-- Collected data entries --

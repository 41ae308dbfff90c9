//! Domain DTOs for the accounts API.
//!
//! # Design
//! These types mirror the mock-server's schema but are defined independently.
//! Integration tests catch any schema drift between the two crates.
//!
//! The wire format omits absent fields entirely. Nullable fields are
//! `Option<_>` so "absent" and "empty value" stay distinguishable; plain
//! strings and lists are skipped when empty.

use serde::{Deserialize, Serialize};

/// A single account resource.
///
/// `id` is a `String` rather than a `Uuid` so an empty id can still be sent
/// and rejected by the server.
#[derive(Debug, Clone, Default, Serialize, Deserialize, PartialEq, Eq)]
pub struct Account {
    #[serde(default, skip_serializing_if = "String::is_empty")]
    pub id: String,
    #[serde(default, skip_serializing_if = "String::is_empty")]
    pub organisation_id: String,
    #[serde(rename = "type", default, skip_serializing_if = "String::is_empty")]
    pub resource_type: String,
    /// Assigned by the server; `None` on first create.
    #[serde(default, skip_serializing_if = "Option::is_none")]
    pub version: Option<i64>,
    #[serde(default, skip_serializing_if = "Option::is_none")]
    pub attributes: Option<AccountAttributes>,
}

/// Banking attributes of an account. No cross-field rules are enforced
/// client-side.
#[derive(Debug, Clone, Default, Serialize, Deserialize, PartialEq, Eq)]
pub struct AccountAttributes {
    #[serde(default, skip_serializing_if = "Option::is_none")]
    pub account_classification: Option<String>,
    #[serde(default, skip_serializing_if = "Option::is_none")]
    pub account_matching_opt_out: Option<bool>,
    #[serde(default, skip_serializing_if = "String::is_empty")]
    pub account_number: String,
    #[serde(default, skip_serializing_if = "Vec::is_empty")]
    pub alternative_names: Vec<String>,
    #[serde(default, skip_serializing_if = "String::is_empty")]
    pub bank_id: String,
    #[serde(default, skip_serializing_if = "String::is_empty")]
    pub bank_id_code: String,
    #[serde(default, skip_serializing_if = "String::is_empty")]
    pub base_currency: String,
    #[serde(default, skip_serializing_if = "String::is_empty")]
    pub bic: String,
    #[serde(default, skip_serializing_if = "Option::is_none")]
    pub country: Option<String>,
    #[serde(default, skip_serializing_if = "String::is_empty")]
    pub iban: String,
    #[serde(default, skip_serializing_if = "Option::is_none")]
    pub joint_account: Option<bool>,
    #[serde(default, skip_serializing_if = "Vec::is_empty")]
    pub name: Vec<String>,
    #[serde(default, skip_serializing_if = "String::is_empty")]
    pub secondary_identification: String,
    #[serde(default, skip_serializing_if = "Option::is_none")]
    pub status: Option<String>,
    #[serde(default, skip_serializing_if = "Option::is_none")]
    pub switched: Option<bool>,
}

/// Pagination links. Opaque URLs, passed through and never followed.
#[derive(Debug, Clone, Default, Serialize, Deserialize, PartialEq, Eq)]
pub struct Links {
    #[serde(default, skip_serializing_if = "Option::is_none")]
    pub first: Option<String>,
    #[serde(default, skip_serializing_if = "Option::is_none")]
    pub last: Option<String>,
    #[serde(default, skip_serializing_if = "Option::is_none")]
    pub prev: Option<String>,
    #[serde(default, skip_serializing_if = "Option::is_none")]
    pub next: Option<String>,
    #[serde(rename = "self", default, skip_serializing_if = "Option::is_none")]
    pub self_link: Option<String>,
}

impl Links {
    pub fn is_empty(&self) -> bool {
        self == &Links::default()
    }
}

/// The `{"data": ..., "links": ...}` wrapper used by every resource response.
#[derive(Debug, Clone, Serialize, Deserialize, PartialEq, Eq)]
pub struct Envelope<T> {
    pub data: T,
    #[serde(default, skip_serializing_if = "Links::is_empty")]
    pub links: Links,
}

/// One page of accounts as returned by the list endpoint.
pub type AccountPage = Envelope<Vec<Account>>;

/// Body of every non-2xx response the server describes.
#[derive(Debug, Clone, Serialize, Deserialize, PartialEq, Eq)]
pub struct ErrorPayload {
    pub error_message: String,
}

/// Response of the health endpoint. Not enveloped.
#[derive(Debug, Clone, Serialize, Deserialize, PartialEq, Eq)]
pub struct HealthStatus {
    pub status: String,
}

impl HealthStatus {
    pub fn is_up(&self) -> bool {
        self.status == "up"
    }
}

/// Query for one page of the account list.
///
/// `number` is an opaque token: a numeric index, `first`, `last`, `prev`,
/// `self`, or `None` for the server default.
#[derive(Debug, Clone, Default, PartialEq, Eq)]
pub struct PageRequest {
    pub number: Option<String>,
    pub size: Option<u32>,
}

impl PageRequest {
    /// An empty token means "server default".
    pub fn number(token: &str) -> Self {
        Self {
            number: (!token.is_empty()).then(|| token.to_string()),
            size: None,
        }
    }

    pub fn with_size(mut self, size: u32) -> Self {
        self.size = Some(size);
        self
    }
}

-- EXERCISE BRIEF --
Among the lines above, which hold the word "size"? Report each one.

-- YOUR SOLUTION --
    pub size: Option<u32>,
            size: None,
    pub fn with_size(mut self, size: u32) -> Self {
        self.size = Some(size);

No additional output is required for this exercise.